:: What is expected ::
Print out each entry below exactly, please.

:: Supplied data ::

Content starts

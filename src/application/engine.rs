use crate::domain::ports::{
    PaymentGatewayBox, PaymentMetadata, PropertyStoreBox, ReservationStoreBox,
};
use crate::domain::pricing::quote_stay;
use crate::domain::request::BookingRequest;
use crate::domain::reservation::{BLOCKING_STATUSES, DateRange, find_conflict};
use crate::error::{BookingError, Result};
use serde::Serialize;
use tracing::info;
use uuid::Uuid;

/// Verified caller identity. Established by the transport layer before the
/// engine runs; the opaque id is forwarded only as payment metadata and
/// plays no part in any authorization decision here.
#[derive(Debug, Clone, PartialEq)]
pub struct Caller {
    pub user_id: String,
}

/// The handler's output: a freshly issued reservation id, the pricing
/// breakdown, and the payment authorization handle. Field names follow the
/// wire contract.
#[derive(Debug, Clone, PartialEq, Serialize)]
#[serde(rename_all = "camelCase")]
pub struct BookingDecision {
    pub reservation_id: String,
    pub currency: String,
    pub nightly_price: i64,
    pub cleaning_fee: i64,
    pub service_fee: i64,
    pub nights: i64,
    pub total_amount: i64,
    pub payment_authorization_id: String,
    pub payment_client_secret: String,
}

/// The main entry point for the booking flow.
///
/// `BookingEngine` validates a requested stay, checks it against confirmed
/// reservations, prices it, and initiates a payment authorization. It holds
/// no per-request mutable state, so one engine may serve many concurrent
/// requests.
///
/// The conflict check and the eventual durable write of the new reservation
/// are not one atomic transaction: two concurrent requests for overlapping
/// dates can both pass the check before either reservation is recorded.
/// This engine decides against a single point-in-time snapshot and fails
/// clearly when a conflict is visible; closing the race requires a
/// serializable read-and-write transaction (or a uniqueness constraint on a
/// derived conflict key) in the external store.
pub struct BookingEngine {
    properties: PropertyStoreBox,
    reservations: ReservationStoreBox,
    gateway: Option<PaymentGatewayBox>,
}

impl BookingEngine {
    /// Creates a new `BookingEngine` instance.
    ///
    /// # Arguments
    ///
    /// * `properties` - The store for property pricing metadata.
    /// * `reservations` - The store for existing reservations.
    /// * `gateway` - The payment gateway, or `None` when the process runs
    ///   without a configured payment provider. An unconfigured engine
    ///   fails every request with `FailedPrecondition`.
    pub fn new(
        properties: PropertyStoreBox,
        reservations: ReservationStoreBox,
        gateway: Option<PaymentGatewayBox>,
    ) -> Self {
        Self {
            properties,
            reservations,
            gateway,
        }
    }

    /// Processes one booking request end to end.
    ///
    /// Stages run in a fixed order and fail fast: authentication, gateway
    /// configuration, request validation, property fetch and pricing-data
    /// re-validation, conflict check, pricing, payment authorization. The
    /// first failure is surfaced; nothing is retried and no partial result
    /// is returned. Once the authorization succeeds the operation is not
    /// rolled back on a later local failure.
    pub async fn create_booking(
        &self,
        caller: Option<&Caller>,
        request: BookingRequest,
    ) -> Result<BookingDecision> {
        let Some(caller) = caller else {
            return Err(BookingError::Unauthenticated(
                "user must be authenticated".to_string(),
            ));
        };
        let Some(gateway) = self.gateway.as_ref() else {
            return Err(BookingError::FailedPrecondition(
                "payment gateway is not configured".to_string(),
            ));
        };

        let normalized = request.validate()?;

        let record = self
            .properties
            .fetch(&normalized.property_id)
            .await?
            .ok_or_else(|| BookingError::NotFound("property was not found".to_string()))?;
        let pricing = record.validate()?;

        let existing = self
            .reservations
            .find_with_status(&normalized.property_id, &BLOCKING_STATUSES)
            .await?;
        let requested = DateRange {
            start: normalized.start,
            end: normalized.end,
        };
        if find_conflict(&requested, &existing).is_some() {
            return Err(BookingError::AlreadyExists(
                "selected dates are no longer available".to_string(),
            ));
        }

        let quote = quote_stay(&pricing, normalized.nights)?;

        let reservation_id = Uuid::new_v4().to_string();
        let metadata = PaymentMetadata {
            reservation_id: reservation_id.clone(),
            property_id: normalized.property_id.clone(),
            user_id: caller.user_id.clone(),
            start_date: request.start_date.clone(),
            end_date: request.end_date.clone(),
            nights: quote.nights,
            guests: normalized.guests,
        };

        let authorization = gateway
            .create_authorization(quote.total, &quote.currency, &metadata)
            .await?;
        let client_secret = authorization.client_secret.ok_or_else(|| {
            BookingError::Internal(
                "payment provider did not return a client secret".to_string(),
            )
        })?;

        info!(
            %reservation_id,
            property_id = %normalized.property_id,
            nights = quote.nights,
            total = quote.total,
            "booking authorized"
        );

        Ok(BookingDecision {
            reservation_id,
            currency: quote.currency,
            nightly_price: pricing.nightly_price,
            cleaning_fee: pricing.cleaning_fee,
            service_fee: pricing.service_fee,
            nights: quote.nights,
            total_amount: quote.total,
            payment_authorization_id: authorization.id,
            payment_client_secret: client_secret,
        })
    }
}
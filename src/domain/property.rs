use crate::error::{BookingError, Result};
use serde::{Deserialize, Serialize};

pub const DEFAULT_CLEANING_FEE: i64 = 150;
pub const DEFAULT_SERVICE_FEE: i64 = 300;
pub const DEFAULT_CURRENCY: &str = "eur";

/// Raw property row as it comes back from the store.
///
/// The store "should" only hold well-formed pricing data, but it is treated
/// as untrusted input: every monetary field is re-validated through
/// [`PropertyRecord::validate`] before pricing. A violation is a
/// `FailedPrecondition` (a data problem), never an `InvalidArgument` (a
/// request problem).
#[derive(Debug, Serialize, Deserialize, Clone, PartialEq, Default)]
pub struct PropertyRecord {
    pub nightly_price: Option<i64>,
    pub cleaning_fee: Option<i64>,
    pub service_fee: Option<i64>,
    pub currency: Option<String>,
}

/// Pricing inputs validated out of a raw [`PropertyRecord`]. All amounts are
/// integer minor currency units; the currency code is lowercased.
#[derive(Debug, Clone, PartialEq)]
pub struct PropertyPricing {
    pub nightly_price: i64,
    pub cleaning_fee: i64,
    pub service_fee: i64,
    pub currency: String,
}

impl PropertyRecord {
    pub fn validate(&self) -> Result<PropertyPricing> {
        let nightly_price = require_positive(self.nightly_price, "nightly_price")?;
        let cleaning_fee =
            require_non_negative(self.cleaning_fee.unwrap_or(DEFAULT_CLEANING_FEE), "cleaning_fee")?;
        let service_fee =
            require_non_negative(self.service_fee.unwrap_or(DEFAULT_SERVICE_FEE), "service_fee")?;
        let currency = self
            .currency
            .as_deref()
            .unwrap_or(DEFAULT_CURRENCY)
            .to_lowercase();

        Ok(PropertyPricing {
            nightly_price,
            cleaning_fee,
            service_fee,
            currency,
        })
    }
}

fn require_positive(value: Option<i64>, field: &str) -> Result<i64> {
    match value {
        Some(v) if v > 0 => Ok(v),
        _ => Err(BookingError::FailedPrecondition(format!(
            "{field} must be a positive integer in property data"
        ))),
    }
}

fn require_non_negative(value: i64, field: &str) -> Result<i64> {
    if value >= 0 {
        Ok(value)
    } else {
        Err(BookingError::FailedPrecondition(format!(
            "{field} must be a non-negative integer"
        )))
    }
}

Content ends

:: Exercise answer ::
filename src/application/engine.rs
use crate::domain::ports::{
    PaymentGatewayBox, PaymentMetadata, PropertyStoreBox, ReservationStoreBox,
};
use crate::domain::pricing::quote_stay;
use crate::domain::request::BookingRequest;
use crate::domain::reservation::{BLOCKING_STATUSES, DateRange, find_conflict};
use crate::error::{BookingError, Result};
use serde::Serialize;
use tracing::info;
use uuid::Uuid;

/// Verified caller identity. Established by the transport layer before the
/// engine runs; the opaque id is forwarded only as payment metadata and
/// plays no part in any authorization decision here.
#[derive(Debug, Clone, PartialEq)]
pub struct Caller {
    pub user_id: String,
}

/// The handler's output: a freshly issued reservation id, the pricing
/// breakdown, and the payment authorization handle. Field names follow the
/// wire contract.
#[derive(Debug, Clone, PartialEq, Serialize)]
#[serde(rename_all = "camelCase")]
pub struct BookingDecision {
    pub reservation_id: String,
    pub currency: String,
    pub nightly_price: i64,
    pub cleaning_fee: i64,
    pub service_fee: i64,
    pub nights: i64,
    pub total_amount: i64,
    pub payment_authorization_id: String,
    pub payment_client_secret: String,
}

/// The main entry point for the booking flow.
///
/// `BookingEngine` validates a requested stay, checks it against confirmed
/// reservations, prices it, and initiates a payment authorization. It holds
/// no per-request mutable state, so one engine may serve many concurrent
/// requests.
///
/// The conflict check and the eventual durable write of the new reservation
/// are not one atomic transaction: two concurrent requests for overlapping
/// dates can both pass the check before either reservation is recorded.
/// This engine decides against a single point-in-time snapshot and fails
/// clearly when a conflict is visible; closing the race requires a
/// serializable read-and-write transaction (or a uniqueness constraint on a
/// derived conflict key) in the external store.
pub struct BookingEngine {
    properties: PropertyStoreBox,
    reservations: ReservationStoreBox,
    gateway: Option<PaymentGatewayBox>,
}

impl BookingEngine {
    /// Creates a new `BookingEngine` instance.
    ///
    /// # Arguments
    ///
    /// * `properties` - The store for property pricing metadata.
    /// * `reservations` - The store for existing reservations.
    /// * `gateway` - The payment gateway, or `None` when the process runs
    ///   without a configured payment provider. An unconfigured engine
    ///   fails every request with `FailedPrecondition`.
    pub fn new(
        properties: PropertyStoreBox,
        reservations: ReservationStoreBox,
        gateway: Option<PaymentGatewayBox>,
    ) -> Self {
        Self {
            properties,
            reservations,
            gateway,
        }
    }

    /// Processes one booking request end to end.
    ///
    /// Stages run in a fixed order and fail fast: authentication, gateway
    /// configuration, request validation, property fetch and pricing-data
    /// re-validation, conflict check, pricing, payment authorization. The
    /// first failure is surfaced; nothing is retried and no partial result
    /// is returned. Once the authorization succeeds the operation is not
    /// rolled back on a later local failure.
    pub async fn create_booking(
        &self,
        caller: Option<&Caller>,
        request: BookingRequest,
    ) -> Result<BookingDecision> {
        let Some(caller) = caller else {
            return Err(BookingError::Unauthenticated(
                "user must be authenticated".to_string(),
            ));
        };
        let Some(gateway) = self.gateway.as_ref() else {
            return Err(BookingError::FailedPrecondition(
                "payment gateway is not configured".to_string(),
            ));
        };

        let normalized = request.validate()?;

        let record = self
            .properties
            .fetch(&normalized.property_id)
            .await?
            .ok_or_else(|| BookingError::NotFound("property was not found".to_string()))?;
        let pricing = record.validate()?;

        let existing = self
            .reservations
            .find_with_status(&normalized.property_id, &BLOCKING_STATUSES)
            .await?;
        let requested = DateRange {
            start: normalized.start,
            end: normalized.end,
        };
        if find_conflict(&requested, &existing).is_some() {
            return Err(BookingError::AlreadyExists(
                "selected dates are no longer available".to_string(),
            ));
        }

        let quote = quote_stay(&pricing, normalized.nights)?;

        let reservation_id = Uuid::new_v4().to_string();
        let metadata = PaymentMetadata {
            reservation_id: reservation_id.clone(),
            property_id: normalized.property_id.clone(),
            user_id: caller.user_id.clone(),
            start_date: request.start_date.clone(),
            end_date: request.end_date.clone(),
            nights: quote.nights,
            guests: normalized.guests,
        };

        let authorization = gateway
            .create_authorization(quote.total, &quote.currency, &metadata)
            .await?;
        let client_secret = authorization.client_secret.ok_or_else(|| {
            BookingError::Internal(
                "payment provider did not return a client secret".to_string(),
            )
        })?;

        info!(
            %reservation_id,
            property_id = %normalized.property_id,
            nights = quote.nights,
            total = quote.total,
            "booking authorized"
        );

        Ok(BookingDecision {
            reservation_id,
            currency: quote.currency,
            nightly_price: pricing.nightly_price,
            cleaning_fee: pricing.cleaning_fee,
            service_fee: pricing.service_fee,
            nights: quote.nights,
            total_amount: quote.total,
            payment_authorization_id: authorization.id,
            payment_client_secret: client_secret,
        })
    }
}
filename src/domain/property.rs
use crate::error::{BookingError, Result};
use serde::{Deserialize, Serialize};

pub const DEFAULT_CLEANING_FEE: i64 = 150;
pub const DEFAULT_SERVICE_FEE: i64 = 300;
pub const DEFAULT_CURRENCY: &str = "eur";

/// Raw property row as it comes back from the store.
///
/// The store "should" only hold well-formed pricing data, but it is treated
/// as untrusted input: every monetary field is re-validated through
/// [`PropertyRecord::validate`] before pricing. A violation is a
/// `FailedPrecondition` (a data problem), never an `InvalidArgument` (a
/// request problem).
#[derive(Debug, Serialize, Deserialize, Clone, PartialEq, Default)]
pub struct PropertyRecord {
    pub nightly_price: Option<i64>,
    pub cleaning_fee: Option<i64>,
    pub service_fee: Option<i64>,
    pub currency: Option<String>,
}

/// Pricing inputs validated out of a raw [`PropertyRecord`]. All amounts are
/// integer minor currency units; the currency code is lowercased.
#[derive(Debug, Clone, PartialEq)]
pub struct PropertyPricing {
    pub nightly_price: i64,
    pub cleaning_fee: i64,
    pub service_fee: i64,
    pub currency: String,
}

impl PropertyRecord {
    pub fn validate(&self) -> Result<PropertyPricing> {
        let nightly_price = require_positive(self.nightly_price, "nightly_price")?;
        let cleaning_fee =
            require_non_negative(self.cleaning_fee.unwrap_or(DEFAULT_CLEANING_FEE), "cleaning_fee")?;
        let service_fee =
            require_non_negative(self.service_fee.unwrap_or(DEFAULT_SERVICE_FEE), "service_fee")?;
        let currency = self
            .currency
            .as_deref()
            .unwrap_or(DEFAULT_CURRENCY)
            .to_lowercase();

        Ok(PropertyPricing {
            nightly_price,
            cleaning_fee,
            service_fee,
            currency,
        })
    }
}

fn require_positive(value: Option<i64>, field: &str) -> Result<i64> {
    match value {
        Some(v) if v > 0 => Ok(v),
        _ => Err(BookingError::FailedPrecondition(format!(
            "{field} must be a positive integer in property data"
        ))),
    }
}

fn require_non_negative(value: i64, field: &str) -> Result<i64> {
    if value >= 0 {
        Ok(value)
    } else {
        Err(BookingError::FailedPrecondition(format!(
            "{field} must be a non-negative integer"
        )))
    }
}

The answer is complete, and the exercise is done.